[Stored items]
■ ■ ■ ■ ■ ■ ■

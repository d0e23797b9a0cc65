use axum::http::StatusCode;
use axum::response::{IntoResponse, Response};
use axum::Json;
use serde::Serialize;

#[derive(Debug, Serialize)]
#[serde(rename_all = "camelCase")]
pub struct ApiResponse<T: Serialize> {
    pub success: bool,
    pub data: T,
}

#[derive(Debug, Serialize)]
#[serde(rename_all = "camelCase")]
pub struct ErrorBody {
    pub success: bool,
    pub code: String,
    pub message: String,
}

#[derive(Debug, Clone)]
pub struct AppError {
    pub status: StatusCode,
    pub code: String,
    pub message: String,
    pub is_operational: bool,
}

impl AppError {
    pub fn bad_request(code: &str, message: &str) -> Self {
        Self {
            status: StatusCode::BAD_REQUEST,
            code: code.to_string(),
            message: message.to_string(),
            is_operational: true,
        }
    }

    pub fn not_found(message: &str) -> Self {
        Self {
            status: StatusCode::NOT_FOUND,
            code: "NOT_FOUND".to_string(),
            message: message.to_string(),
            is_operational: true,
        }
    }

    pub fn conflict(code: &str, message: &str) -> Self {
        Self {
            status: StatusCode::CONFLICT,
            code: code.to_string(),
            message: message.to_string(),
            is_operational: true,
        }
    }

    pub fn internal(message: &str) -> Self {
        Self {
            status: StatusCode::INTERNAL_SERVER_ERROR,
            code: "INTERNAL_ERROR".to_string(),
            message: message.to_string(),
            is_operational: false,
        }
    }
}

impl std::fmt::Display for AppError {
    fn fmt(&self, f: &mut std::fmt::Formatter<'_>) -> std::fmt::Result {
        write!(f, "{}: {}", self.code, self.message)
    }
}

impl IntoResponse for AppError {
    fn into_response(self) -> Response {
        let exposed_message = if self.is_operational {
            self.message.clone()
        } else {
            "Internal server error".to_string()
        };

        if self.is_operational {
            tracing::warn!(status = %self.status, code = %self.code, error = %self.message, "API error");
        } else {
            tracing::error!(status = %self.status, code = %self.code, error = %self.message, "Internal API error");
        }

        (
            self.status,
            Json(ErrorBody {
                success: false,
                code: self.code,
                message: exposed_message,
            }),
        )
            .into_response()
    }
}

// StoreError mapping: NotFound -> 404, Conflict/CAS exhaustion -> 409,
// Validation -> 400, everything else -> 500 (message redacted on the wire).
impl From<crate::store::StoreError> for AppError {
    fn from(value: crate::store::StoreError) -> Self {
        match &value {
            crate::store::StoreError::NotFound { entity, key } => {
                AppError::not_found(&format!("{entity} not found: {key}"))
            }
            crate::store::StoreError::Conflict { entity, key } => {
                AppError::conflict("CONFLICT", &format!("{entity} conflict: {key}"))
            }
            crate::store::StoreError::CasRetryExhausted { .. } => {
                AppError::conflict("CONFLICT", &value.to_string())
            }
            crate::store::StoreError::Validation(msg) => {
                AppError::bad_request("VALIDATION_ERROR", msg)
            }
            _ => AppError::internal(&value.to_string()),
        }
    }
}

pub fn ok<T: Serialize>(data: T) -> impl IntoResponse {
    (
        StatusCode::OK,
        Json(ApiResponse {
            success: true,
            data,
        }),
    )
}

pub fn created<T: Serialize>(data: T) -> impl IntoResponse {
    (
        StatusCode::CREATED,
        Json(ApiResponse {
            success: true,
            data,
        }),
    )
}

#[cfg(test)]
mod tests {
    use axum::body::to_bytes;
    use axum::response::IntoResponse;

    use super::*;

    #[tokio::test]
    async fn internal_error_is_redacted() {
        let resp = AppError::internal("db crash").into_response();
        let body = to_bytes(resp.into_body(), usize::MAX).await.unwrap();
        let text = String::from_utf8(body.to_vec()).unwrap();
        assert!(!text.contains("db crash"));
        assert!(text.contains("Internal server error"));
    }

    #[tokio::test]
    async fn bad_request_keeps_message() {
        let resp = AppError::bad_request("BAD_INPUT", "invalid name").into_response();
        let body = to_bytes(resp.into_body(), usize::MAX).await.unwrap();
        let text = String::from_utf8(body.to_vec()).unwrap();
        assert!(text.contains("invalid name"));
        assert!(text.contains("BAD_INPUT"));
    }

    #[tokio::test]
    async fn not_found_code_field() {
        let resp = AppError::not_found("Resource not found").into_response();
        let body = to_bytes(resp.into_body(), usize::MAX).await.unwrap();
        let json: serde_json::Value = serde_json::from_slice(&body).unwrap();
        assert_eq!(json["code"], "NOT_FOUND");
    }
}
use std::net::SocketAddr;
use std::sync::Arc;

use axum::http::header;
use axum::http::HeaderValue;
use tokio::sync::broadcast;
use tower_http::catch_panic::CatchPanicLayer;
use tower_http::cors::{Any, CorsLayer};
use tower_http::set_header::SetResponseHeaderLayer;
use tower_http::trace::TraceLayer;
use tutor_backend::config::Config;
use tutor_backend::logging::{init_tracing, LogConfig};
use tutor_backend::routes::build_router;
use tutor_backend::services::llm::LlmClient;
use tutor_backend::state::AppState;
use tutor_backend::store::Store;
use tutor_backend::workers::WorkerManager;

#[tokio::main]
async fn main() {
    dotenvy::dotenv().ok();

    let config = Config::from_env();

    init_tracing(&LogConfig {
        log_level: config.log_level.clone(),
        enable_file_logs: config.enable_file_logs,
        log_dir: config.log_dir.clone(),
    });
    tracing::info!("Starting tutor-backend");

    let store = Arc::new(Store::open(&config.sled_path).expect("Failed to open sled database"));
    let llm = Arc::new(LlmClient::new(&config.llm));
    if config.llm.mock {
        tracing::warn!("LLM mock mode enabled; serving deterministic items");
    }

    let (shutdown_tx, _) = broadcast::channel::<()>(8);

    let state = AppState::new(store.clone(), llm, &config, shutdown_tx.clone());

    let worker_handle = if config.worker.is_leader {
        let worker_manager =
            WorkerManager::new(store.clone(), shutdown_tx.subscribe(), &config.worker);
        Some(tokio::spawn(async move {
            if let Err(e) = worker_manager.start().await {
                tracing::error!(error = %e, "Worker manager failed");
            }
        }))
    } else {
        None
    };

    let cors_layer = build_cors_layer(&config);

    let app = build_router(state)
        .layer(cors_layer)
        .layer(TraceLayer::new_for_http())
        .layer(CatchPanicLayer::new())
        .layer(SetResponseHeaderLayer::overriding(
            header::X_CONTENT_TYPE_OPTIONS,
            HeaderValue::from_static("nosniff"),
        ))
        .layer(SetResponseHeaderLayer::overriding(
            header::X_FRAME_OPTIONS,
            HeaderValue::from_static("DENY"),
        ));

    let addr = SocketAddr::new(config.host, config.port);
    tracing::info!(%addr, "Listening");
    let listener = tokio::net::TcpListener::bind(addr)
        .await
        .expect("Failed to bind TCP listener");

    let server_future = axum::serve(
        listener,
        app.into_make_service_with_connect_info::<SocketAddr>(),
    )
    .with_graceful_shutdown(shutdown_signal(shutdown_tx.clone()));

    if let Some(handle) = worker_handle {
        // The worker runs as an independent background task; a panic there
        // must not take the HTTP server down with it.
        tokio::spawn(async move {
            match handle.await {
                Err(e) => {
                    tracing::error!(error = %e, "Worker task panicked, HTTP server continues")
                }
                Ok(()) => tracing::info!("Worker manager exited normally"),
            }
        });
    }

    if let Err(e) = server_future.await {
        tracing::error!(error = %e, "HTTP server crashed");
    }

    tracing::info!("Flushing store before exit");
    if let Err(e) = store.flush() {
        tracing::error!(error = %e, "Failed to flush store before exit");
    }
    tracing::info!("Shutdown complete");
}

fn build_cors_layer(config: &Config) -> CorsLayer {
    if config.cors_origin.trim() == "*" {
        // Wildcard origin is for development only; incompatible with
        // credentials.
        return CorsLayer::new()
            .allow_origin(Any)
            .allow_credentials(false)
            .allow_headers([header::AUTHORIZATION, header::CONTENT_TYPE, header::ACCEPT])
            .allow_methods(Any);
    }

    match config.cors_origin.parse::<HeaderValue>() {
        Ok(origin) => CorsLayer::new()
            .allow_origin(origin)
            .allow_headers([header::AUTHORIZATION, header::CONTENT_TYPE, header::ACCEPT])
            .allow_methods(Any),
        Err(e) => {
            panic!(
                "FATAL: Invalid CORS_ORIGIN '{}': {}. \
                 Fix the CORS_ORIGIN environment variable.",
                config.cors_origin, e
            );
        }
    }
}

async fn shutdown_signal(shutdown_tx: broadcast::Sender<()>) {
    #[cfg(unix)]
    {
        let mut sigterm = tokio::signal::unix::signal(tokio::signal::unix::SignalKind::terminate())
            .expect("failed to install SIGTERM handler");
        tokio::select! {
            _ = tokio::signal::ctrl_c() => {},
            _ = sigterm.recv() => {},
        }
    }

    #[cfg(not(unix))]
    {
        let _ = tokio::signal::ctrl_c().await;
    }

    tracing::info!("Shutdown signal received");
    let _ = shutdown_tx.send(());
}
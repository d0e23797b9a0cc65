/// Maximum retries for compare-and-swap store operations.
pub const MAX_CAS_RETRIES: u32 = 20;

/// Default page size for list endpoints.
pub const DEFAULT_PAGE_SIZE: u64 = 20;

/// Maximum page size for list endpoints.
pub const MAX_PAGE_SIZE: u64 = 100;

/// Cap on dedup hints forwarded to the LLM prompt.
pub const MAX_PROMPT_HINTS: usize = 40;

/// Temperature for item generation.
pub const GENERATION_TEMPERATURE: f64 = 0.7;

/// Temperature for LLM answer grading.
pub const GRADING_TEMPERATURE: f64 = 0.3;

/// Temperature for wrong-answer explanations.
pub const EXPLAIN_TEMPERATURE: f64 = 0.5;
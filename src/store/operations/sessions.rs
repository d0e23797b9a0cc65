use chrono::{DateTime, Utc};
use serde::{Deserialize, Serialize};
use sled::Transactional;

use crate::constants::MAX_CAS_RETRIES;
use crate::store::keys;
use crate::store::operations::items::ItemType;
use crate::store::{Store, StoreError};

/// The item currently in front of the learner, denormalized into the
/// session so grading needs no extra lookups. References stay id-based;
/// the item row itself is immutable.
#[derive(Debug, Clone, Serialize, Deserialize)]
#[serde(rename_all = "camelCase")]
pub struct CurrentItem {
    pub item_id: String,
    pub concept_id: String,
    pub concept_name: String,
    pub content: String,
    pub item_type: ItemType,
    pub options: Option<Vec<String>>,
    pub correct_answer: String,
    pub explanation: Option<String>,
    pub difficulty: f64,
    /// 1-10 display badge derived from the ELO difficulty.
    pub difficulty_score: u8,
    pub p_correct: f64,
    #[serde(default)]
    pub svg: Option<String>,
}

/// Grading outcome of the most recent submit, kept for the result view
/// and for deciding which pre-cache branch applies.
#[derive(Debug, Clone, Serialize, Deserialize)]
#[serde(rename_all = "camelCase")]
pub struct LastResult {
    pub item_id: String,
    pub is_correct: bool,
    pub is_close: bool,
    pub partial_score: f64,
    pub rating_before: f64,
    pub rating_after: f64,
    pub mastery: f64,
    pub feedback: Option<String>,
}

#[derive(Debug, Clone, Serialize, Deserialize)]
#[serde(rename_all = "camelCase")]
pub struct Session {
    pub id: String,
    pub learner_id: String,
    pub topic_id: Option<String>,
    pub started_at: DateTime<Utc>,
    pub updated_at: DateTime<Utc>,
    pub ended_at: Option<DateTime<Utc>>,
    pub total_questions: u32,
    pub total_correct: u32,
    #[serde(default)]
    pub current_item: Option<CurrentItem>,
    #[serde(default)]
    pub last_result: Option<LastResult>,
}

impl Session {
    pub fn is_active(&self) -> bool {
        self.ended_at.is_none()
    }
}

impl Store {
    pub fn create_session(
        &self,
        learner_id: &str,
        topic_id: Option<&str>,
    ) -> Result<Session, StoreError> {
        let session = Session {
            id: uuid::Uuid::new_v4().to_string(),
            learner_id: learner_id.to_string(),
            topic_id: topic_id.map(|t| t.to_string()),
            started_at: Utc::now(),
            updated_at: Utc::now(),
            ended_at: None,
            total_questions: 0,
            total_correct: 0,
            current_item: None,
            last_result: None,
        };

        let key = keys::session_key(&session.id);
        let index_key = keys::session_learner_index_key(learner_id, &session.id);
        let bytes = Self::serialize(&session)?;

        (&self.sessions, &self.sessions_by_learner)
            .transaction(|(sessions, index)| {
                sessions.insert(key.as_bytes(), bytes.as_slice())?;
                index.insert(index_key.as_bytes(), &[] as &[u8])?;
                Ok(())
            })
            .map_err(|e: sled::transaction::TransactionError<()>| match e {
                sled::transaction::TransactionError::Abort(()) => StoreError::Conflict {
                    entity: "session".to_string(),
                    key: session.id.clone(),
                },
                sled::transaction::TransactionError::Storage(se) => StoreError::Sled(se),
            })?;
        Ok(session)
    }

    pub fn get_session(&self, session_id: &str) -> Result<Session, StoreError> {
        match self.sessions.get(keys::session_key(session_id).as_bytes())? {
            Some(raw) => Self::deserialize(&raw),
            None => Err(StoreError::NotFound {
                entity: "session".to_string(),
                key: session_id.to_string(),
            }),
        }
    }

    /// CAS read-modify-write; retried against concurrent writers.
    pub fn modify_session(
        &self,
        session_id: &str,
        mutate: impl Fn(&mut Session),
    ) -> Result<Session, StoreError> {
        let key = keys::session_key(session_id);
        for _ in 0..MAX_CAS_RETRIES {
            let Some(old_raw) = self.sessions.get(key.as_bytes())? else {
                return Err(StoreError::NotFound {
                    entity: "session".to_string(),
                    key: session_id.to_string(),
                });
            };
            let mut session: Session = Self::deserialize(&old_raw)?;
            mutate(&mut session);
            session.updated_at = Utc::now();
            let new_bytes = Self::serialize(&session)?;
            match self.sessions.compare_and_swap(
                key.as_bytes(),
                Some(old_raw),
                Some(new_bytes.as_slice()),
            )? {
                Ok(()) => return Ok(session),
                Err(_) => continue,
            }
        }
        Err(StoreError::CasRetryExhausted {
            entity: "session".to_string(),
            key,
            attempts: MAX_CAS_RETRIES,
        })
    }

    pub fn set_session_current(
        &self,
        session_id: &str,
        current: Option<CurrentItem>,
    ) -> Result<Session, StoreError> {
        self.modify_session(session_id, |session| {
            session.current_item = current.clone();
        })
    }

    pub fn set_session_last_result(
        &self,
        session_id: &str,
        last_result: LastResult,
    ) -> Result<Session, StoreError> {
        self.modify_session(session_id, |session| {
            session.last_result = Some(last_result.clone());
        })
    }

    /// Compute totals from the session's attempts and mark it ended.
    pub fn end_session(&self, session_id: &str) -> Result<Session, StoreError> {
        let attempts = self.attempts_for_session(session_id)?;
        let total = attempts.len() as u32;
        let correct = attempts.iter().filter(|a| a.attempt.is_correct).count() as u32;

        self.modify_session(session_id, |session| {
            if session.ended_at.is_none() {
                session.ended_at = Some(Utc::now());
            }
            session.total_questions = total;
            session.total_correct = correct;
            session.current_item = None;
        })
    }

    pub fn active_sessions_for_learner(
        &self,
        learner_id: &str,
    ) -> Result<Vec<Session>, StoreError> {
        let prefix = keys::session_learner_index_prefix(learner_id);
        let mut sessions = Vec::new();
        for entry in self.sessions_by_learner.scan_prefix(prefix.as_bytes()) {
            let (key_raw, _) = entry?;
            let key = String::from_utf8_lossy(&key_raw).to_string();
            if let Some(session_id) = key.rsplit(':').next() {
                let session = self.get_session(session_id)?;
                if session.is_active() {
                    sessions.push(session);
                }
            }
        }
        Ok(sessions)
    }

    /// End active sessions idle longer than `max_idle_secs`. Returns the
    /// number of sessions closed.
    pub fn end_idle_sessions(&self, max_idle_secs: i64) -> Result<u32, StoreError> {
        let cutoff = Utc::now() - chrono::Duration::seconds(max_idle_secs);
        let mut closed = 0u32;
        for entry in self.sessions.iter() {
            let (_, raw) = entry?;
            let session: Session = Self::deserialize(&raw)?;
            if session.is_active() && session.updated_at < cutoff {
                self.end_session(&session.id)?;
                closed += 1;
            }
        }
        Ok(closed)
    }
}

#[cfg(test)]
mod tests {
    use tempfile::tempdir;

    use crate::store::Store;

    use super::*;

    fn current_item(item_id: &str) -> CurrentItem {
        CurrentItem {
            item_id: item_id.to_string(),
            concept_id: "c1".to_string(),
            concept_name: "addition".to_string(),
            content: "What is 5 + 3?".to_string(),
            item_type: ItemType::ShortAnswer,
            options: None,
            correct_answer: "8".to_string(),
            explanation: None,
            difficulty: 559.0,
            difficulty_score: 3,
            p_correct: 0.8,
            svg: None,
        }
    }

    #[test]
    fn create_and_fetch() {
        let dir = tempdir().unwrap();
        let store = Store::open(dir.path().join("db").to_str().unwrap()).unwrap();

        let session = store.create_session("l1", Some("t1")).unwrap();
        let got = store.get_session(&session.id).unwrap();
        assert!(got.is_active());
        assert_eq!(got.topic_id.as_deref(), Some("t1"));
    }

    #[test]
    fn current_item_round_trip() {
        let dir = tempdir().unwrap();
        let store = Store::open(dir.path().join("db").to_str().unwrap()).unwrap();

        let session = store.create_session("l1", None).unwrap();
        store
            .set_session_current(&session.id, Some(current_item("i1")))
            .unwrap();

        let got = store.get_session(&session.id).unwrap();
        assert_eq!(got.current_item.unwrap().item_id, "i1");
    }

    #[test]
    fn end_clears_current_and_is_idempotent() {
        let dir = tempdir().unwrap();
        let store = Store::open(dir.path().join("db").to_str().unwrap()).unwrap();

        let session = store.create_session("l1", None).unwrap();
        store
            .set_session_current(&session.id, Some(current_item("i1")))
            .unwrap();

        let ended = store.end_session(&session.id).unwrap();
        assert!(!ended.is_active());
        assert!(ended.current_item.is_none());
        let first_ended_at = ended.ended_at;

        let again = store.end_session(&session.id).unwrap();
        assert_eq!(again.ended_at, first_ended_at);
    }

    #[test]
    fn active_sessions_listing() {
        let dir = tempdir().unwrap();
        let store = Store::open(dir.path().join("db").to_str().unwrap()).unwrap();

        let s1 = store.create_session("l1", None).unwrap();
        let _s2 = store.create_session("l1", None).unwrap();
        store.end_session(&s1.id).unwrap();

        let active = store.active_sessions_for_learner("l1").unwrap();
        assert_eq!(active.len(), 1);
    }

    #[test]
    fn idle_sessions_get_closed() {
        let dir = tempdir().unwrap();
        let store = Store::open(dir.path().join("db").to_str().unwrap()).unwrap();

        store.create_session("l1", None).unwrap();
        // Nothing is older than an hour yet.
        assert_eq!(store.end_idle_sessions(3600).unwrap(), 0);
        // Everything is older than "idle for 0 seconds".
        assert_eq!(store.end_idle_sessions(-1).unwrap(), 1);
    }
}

■ ■ ■ ■ ■ ■ ■

## WHAT IS NEEDED
The lines above, from the start of the records through the one containing "pub struct ErrorBody", are to be printed exactly, and nothing else is to be included.

## OUTPUT
repository d0e23797b9a0cc65
use axum::http::StatusCode;
use axum::response::{IntoResponse, Response};
use axum::Json;
use serde::Serialize;

#[derive(Debug, Serialize)]
#[serde(rename_all = "camelCase")]
pub struct ApiResponse<T: Serialize> {
    pub success: bool,
    pub data: T,
}

#[derive(Debug, Serialize)]
#[serde(rename_all = "camelCase")]
pub struct ErrorBody {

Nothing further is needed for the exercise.